[WORK REQUEST]:
Set down exactly the lines from the one containing "pub(crate) fn to_sql(self)" through the end of the records below, both included, and nothing else.

----- DATA UNDER STUDY -----

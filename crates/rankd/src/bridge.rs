//! Gateway bridge clients
//!
//! The chat gateway itself lives in a separate process; rankd reaches it over
//! a small HTTP API to read and grant roles and to post announcements.

use async_trait::async_trait;
use rank_common::{
    AnnouncementSink, ChannelId, CommunityId, MemberId, RoleGrantExecutor, RoleId,
    SideEffectError,
};
use serde::Serialize;
use std::time::Duration;
use tracing::{debug, info};

/// HTTP client for the gateway bridge
pub struct HttpBridge {
    client: reqwest::Client,
    base_url: String,
}

#[derive(Serialize)]
struct MessageBody<'a> {
    community: CommunityId,
    content: &'a str,
}

impl HttpBridge {
    pub fn new(base_url: &str, timeout: Duration) -> anyhow::Result<Self> {
        let client = reqwest::Client::builder().timeout(timeout).build()?;
        Ok(Self {
            client,
            base_url: base_url.trim_end_matches('/').to_string(),
        })
    }

    fn roles_url(&self, community: CommunityId, member: MemberId) -> String {
        format!(
            "{}/communities/{}/members/{}/roles",
            self.base_url, community, member
        )
    }
}

fn request_error(err: reqwest::Error) -> SideEffectError {
    if let Some(status) = err.status() {
        SideEffectError::Status(status.as_u16())
    } else if err.is_timeout() {
        SideEffectError::Request("timed out".to_string())
    } else {
        SideEffectError::Request(err.to_string())
    }
}

fn check_status(response: reqwest::Response) -> Result<reqwest::Response, SideEffectError> {
    let status = response.status();
    if status.is_success() {
        Ok(response)
    } else {
        Err(SideEffectError::Status(status.as_u16()))
    }
}

#[async_trait]
impl RoleGrantExecutor for HttpBridge {
    async fn has_role(
        &self,
        community: CommunityId,
        member: MemberId,
        role: RoleId,
    ) -> Result<bool, SideEffectError> {
        let response = self
            .client
            .get(self.roles_url(community, member))
            .send()
            .await
            .map_err(request_error)?;
        let roles: Vec<RoleId> = check_status(response)?
            .json()
            .await
            .map_err(request_error)?;
        Ok(roles.contains(&role))
    }

    async fn grant_role(
        &self,
        community: CommunityId,
        member: MemberId,
        role: RoleId,
    ) -> Result<(), SideEffectError> {
        let url = format!("{}/{}", self.roles_url(community, member), role);
        let response = self.client.put(url).send().await.map_err(request_error)?;
        check_status(response)?;
        debug!("Bridge granted role {} to {}", role, member);
        Ok(())
    }
}

#[async_trait]
impl AnnouncementSink for HttpBridge {
    async fn send(
        &self,
        community: CommunityId,
        channel: ChannelId,
        text: &str,
    ) -> Result<(), SideEffectError> {
        let url = format!("{}/channels/{}/messages", self.base_url, channel);
        let response = self
            .client
            .post(url)
            .json(&MessageBody {
                community,
                content: text,
            })
            .send()
            .await
            .map_err(request_error)?;
        check_status(response)?;
        Ok(())
    }
}

/// Used when no bridge is configured. Logs every side effect and reports
/// success; members are treated as holding no roles.
#[derive(Default)]
pub struct LogBridge;

#[async_trait]
impl RoleGrantExecutor for LogBridge {
    async fn has_role(
        &self,
        _community: CommunityId,
        _member: MemberId,
        _role: RoleId,
    ) -> Result<bool, SideEffectError> {
        Ok(false)
    }

    async fn grant_role(
        &self,
        community: CommunityId,
        member: MemberId,
        role: RoleId,
    ) -> Result<(), SideEffectError> {
        info!("[no bridge] grant role {} to {} in {}", role, member, community);
        Ok(())
    }
}

#[async_trait]
impl AnnouncementSink for LogBridge {
    async fn send(
        &self,
        community: CommunityId,
        channel: ChannelId,
        text: &str,
    ) -> Result<(), SideEffectError> {
        info!("[no bridge] {} #{}: {}", community, channel, text);
        Ok(())
    }
}
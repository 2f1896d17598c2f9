//! rankctl - control client for rankd

mod cli;
mod client;
mod output;

use anyhow::{Context, Result};
use clap::Parser;
use cli::{Cli, Commands, RolesCommands};
use client::RankdClient;
use owo_colors::OwoColorize;
use rank_common::api::SnapshotFile;
use serde::Serialize;
use std::fs;

#[tokio::main]
async fn main() {
    let cli = Cli::parse();
    if let Err(e) = run(cli).await {
        eprintln!("{} {:#}", "error:".red().bold(), e);
        std::process::exit(1);
    }
}

async fn run(cli: Cli) -> Result<()> {
    let client = RankdClient::new(&cli.url)?;
    let json = cli.json;

    match cli.command {
        Commands::Rank { community, member } => {
            let rank = client.member(community, member).await?;
            emit(json, &rank, output::format_rank)?;
        }
        Commands::Top { community, limit } => {
            let board = client.leaderboard(community, limit).await?;
            emit(json, &board, output::format_leaderboard)?;
        }
        Commands::Claim {
            community,
            member,
            names,
        } => {
            let receipt = client.claim(community, member, names).await?;
            emit(json, &receipt, output::format_claim)?;
        }
        Commands::Import { community, file } => {
            let content = fs::read_to_string(&file)
                .with_context(|| format!("Failed to read {}", file.display()))?;
            let snapshot: SnapshotFile = serde_json::from_str(&content)
                .with_context(|| format!("Failed to parse {}", file.display()))?;
            let result = client.import(community, snapshot.into_entries()).await?;
            emit(json, &result, |r| {
                format!("{} Imported {} legacy entries", "✓".green(), r.imported)
            })?;
        }
        Commands::Roles { action } => match action {
            RolesCommands::List { community } => {
                let bindings = client.roles(community).await?;
                emit(json, &bindings, |b| output::format_roles(b))?;
            }
            RolesCommands::Add {
                community,
                level,
                role,
            } => {
                let bindings = client.bind_role(community, level, role).await?;
                emit(json, &bindings, |b| output::format_roles(b))?;
            }
            RolesCommands::Remove { community, role } => {
                client.unbind_role(community, role).await?;
                if !json {
                    println!("{} Removed role {}", "✓".green(), role);
                }
            }
        },
        Commands::Health => {
            let health = client.health().await?;
            emit(json, &health, |h| {
                format!(
                    "{} rankd v{} up {}s, {} in voice",
                    "●".green(),
                    h.version,
                    h.uptime_seconds,
                    h.voice_members
                )
            })?;
        }
    }

    Ok(())
}

fn emit<T: Serialize>(json: bool, value: &T, human: impl Fn(&T) -> String) -> Result<()> {
    if json {
        println!("{}", serde_json::to_string_pretty(value)?);
    } else {
        println!("{}", human(value));
    }
    Ok(())
}
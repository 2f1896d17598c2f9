//! Snowflake identifiers.
//!
//! Every id the chat platform hands us is a 64-bit snowflake. Each kind gets
//! its own newtype so a role id can never be passed where a member id is
//! expected.

use serde::{Deserialize, Serialize};
use std::fmt;
use std::str::FromStr;

macro_rules! snowflake {
    ($(#[$meta:meta])* $name:ident) => {
        $(#[$meta])*
        #[derive(Debug, Clone, Copy, PartialEq, Eq, Hash, PartialOrd, Ord, Serialize, Deserialize)]
        #[serde(transparent)]
        pub struct $name(pub u64);

        impl $name {
            pub fn get(self) -> u64 {
                self.0
            }

            /// SQLite integers are signed; snowflakes are stored bit-for-bit.
            pub(crate) fn to_sql(self) -> i64 {
                self.0 as i64
            }

            pub(crate) fn from_sql(raw: i64) -> Self {
                Self(raw as u64)
            }
        }

        impl fmt::Display for $name {
            fn fmt(&self, f: &mut fmt::Formatter<'_>) -> fmt::Result {
                write!(f, "{}", self.0)
            }
        }

        impl FromStr for $name {
            type Err = std::num::ParseIntError;

            fn from_str(s: &str) -> Result<Self, Self::Err> {
                s.trim().parse().map(Self)
            }
        }

        impl From<u64> for $name {
            fn from(raw: u64) -> Self {
                Self(raw)
            }
        }
    };
}

snowflake!(
    /// A community (guild) the bot is installed in.
    CommunityId
);
snowflake!(
    /// A member of a community.
    MemberId
);
snowflake!(
    /// A role that can be granted to members.
    RoleId
);
snowflake!(
    /// A text or voice channel, or a channel category.
    ChannelId
);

-----

[TASK ANSWER]:
            pub(crate) fn to_sql(self) -> i64 {
                self.0 as i64
            }

            pub(crate) fn from_sql(raw: i64) -> Self {
                Self(raw as u64)
            }
        }

        impl fmt::Display for $name {
            fn fmt(&self, f: &mut fmt::Formatter<'_>) -> fmt::Result {
                write!(f, "{}", self.0)
            }
        }

        impl FromStr for $name {
            type Err = std::num::ParseIntError;

            fn from_str(s: &str) -> Result<Self, Self::Err> {
                s.trim().parse().map(Self)
            }
        }

        impl From<u64> for $name {
            fn from(raw: u64) -> Self {
                Self(raw)
            }
        }
    };
}

snowflake!(
    /// A community (guild) the bot is installed in.
    CommunityId
);
snowflake!(
    /// A member of a community.
    MemberId
);
snowflake!(
    /// A role that can be granted to members.
    RoleId
);
snowflake!(
    /// A text or voice channel, or a channel category.
    ChannelId
);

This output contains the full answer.